A Defensoria Pública da União na Bahia (DPU-BA) ajuizou uma ação civil pública na Justiça Federal de Paulo Afonso, no norte do estado, para suspender os artigos 3º e 4º do Decreto 9.010/2017, que extingue cargos comissionados da Fundação Nacional do Índio (Funai). A ação pede que a suspensão seja decretada em caráter de urgência até que sejam nomeados servidores para ocupar as novas funções de confiança na estrutura da Coordenação Regional do Baixo São Francisco e nas Coordenações Técnicas Locais a ela vinculadas. Além da reversão das exonerações, a ação pede ainda a reabertura da Coordenação Técnica Local de Abaré, no norte do estado. A União também figura como réu na ação. Segundo o defensor federal Átila Ribeiro Dias, o decreto teria remanejado mais de 80 cargos em comissão - que são de livre escolha, nomeação e exoneração - da estrutura da Funai para a Secretária de Gestão do Ministério do Planejamento, Desenvolvimento e Gestão. Além disso, previu a extinção de 347 cargos em comissão do grupo DAS, o que, consequentemente, gerou a exoneração dos seus ocupantes. O defensor lembra que não houve nomeação de novos servidores, apesar de ter sido realizado um concurso público nacional, em 2016, para preenchimento de 220 vagas de nível superior em diferentes áreas de atuação. “Foram extintos cargos comissionados quase no mesmo número em que foram criadas as funções comissionadas. Desta maneira, para não impactar os serviços prestados pela Funai, deveria ter ocorrido um planejamento prévio para que ocorresse a nomeação imediata de novos servidores no dia seguinte às exonerações, como normalmente ocorre dentro do Poder Executivo”, lamentou.
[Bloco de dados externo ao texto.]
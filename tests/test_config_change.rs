//! Configuration change reaction tests
//!
//! Reactions are invoked directly for the report-level assertions and through
//! the running engine's file watcher for the broker switch.


use bms_mqtt_client::config::FlagOverrides;
use bms_mqtt_client::engine::{FieldChange, LevelOutcome};
use bms_mqtt_client::observability::LogLevel;
use std::io::Write;
use std::sync::{Arc, Mutex};
use std::time::Duration;
use test_helpers::{wait_until, TestEngine};
use tokio::sync::Notify;

#[tokio::test]
async fn test_level_change_is_applied_live() {
    let t = TestEngine::new();
    t.edit_config(|c| c.app.logging.level = "warn".to_string());

    let report = t.engine.on_config_change().await.unwrap();

    assert_eq!(report.level, LevelOutcome::Applied(LogLevel::Warn));
    assert_eq!(report.warnings, 0);
    assert!(!report.reconnected);
    assert_eq!(t.engine.log_level().current(), LogLevel::Warn);
    assert_eq!(t.engine.config().snapshot().app.logging.level, "warn");
}

#[tokio::test]
async fn test_debug_mode_pins_the_level() {
    let t = TestEngine::with(
        |_| {},
        FlagOverrides {
            environment: None,
            debug_mode: true,
        },
    );
    t.edit_config(|c| c.app.logging.level = "error".to_string());

    let report = t.engine.on_config_change().await.unwrap();

    assert_eq!(report.level, LevelOutcome::RejectedDebugMode);
    assert_eq!(report.warnings, 1);
    assert_eq!(t.engine.log_level().current(), LogLevel::Debug);
}

/// Log sink shared between the test and a thread-local subscriber
#[derive(Clone, Default)]
struct CapturedLogs(Arc<Mutex<Vec<u8>>>);

impl Write for CapturedLogs {
    fn write(&mut self, buf: &[u8]) -> std::io::Result<usize> {
        self.0.lock().unwrap().extend_from_slice(buf);
        Ok(buf.len())
    }

    fn flush(&mut self) -> std::io::Result<()> {
        Ok(())
    }
}

impl CapturedLogs {
    fn at_level(&self, level: &str) -> Vec<serde_json::Value> {
        let bytes = self.0.lock().unwrap().clone();
        String::from_utf8(bytes)
            .unwrap()
            .lines()
            .map(|line| serde_json::from_str::<serde_json::Value>(line).unwrap())
            .filter(|event| event["level"] == level)
            .collect()
    }
}

#[tokio::test]
async fn test_debug_mode_edit_to_debug_warns_once() {
    let logs = CapturedLogs::default();
    let sink = logs.clone();
    let subscriber = tracing_subscriber::fmt()
        .json()
        .with_ansi(false)
        .with_writer(move || sink.clone())
        .finish();
    let _default = tracing::subscriber::set_default(subscriber);

    let t = TestEngine::with(
        |_| {},
        FlagOverrides {
            environment: None,
            debug_mode: true,
        },
    );
    t.edit_config(|c| c.app.logging.level = "debug".to_string());

    let report = t.engine.on_config_change().await.unwrap();

    assert_eq!(report.level, LevelOutcome::RejectedDebugMode);
    assert_eq!(t.engine.log_level().current(), LogLevel::Debug);
    let warnings = logs.at_level("WARN");
    assert_eq!(warnings.len(), 1);
    assert!(warnings[0]["fields"]["message"]
        .as_str()
        .unwrap()
        .starts_with("Debug mode is active"));
    assert_eq!(warnings[0]["fields"]["requested"], "debug");
}

#[tokio::test]
async fn test_unrecognized_level_keeps_current() {
    let t = TestEngine::new();
    t.edit_config(|c| c.app.logging.level = "verbose".to_string());

    let report = t.engine.on_config_change().await.unwrap();

    assert_eq!(
        report.level,
        LevelOutcome::RejectedInvalid("verbose".to_string())
    );
    assert_eq!(report.warnings, 1);
    assert_eq!(t.engine.log_level().current(), LogLevel::Info);
}

#[tokio::test]
async fn test_format_change_only_warns() {
    let t = TestEngine::new();
    t.edit_config(|c| c.app.logging.format = "pretty".to_string());

    let report = t.engine.on_config_change().await.unwrap();

    assert_eq!(report.restart_required, vec!["format"]);
    assert_eq!(report.level, LevelOutcome::Unchanged);
    assert_eq!(report.warnings, 1);
    assert!(report.mqtt_changes.is_empty());
    assert!(!report.reconnected);
}

#[tokio::test]
async fn test_malformed_file_leaves_configuration_untouched() {
    let t = TestEngine::new();
    std::fs::write(&t.config_path, "[app.mqtt\nbroker = ").unwrap();

    assert!(t.engine.on_config_change().await.is_none());
    assert_eq!(t.engine.config().snapshot().app.mqtt.broker, "test.broker");
    assert_eq!(t.broker.connect_attempts(), 0);
}

#[tokio::test]
async fn test_credential_changes_are_redacted_and_reconnect() {
    let t = TestEngine::new();
    t.edit_config(|c| {
        c.app.mqtt.username = "operator".to_string();
        c.app.mqtt.password = "hunter2".to_string();
    });

    let report = t.engine.on_config_change().await.unwrap();

    assert!(report.reconnected);
    assert_eq!(
        report.mqtt_changes,
        vec![
            FieldChange {
                field: "username",
                old: "***".to_string(),
                new: "***".to_string(),
            },
            FieldChange {
                field: "password",
                old: "***".to_string(),
                new: "***".to_string(),
            },
        ]
    );
    assert!(
        wait_until(Duration::from_secs(3), || {
            t.status("mqtt.status").as_deref() == Some("connected")
        })
        .await
    );
}

#[tokio::test]
async fn test_broker_switch_never_reports_stale_connection() {
    let t = TestEngine::new();
    let signal = Arc::new(Notify::new());
    let fired = signal.clone();
    let engine = t.engine.clone();
    let run = tokio::spawn(async move {
        engine
            .run_with_signal(async move { fired.notified().await })
            .await
            .unwrap();
    });
    assert!(
        wait_until(Duration::from_secs(3), || {
            t.status_on_disk("mqtt.status").as_deref() == Some("connected")
        })
        .await
    );

    t.broker.gate("new.broker");
    t.edit_config(|c| c.app.mqtt.broker = "new.broker".to_string());

    assert!(
        wait_until(Duration::from_secs(3), || {
            t.broker.hosts().last().map(String::as_str) == Some("new.broker")
        })
        .await
    );
    // The new broker has not answered yet; nothing may claim a connection
    for _ in 0..20 {
        assert_eq!(
            t.status_on_disk("mqtt.status").as_deref(),
            Some("disconnected")
        );
        tokio::time::sleep(Duration::from_millis(5)).await;
    }

    t.broker.release("new.broker");
    assert!(
        wait_until(Duration::from_secs(3), || {
            t.status_on_disk("mqtt.status").as_deref() == Some("connected")
        })
        .await
    );
    assert_eq!(t.broker.max_active_sessions(), 1);
    assert_eq!(
        t.broker.hosts(),
        vec!["test.broker".to_string(), "new.broker".to_string()]
    );

    signal.notify_one();
    run.await.unwrap();
}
A norma, na Bahia, traz impactos para o funcionamento da coordenação do Baixo São Francisco, que atende a toda a região norte e oeste do Estado da Bahia e o semiárido do Estado de Pernambuco. A redução do número de pessoal, além de sobrecarregar os atuais servidores, que ficam responsáveis por atender maior número de famílias, torna mais lento o andamento dos processos administrativos, ocasionando uma série de conflitos entre terceiros e indígenas.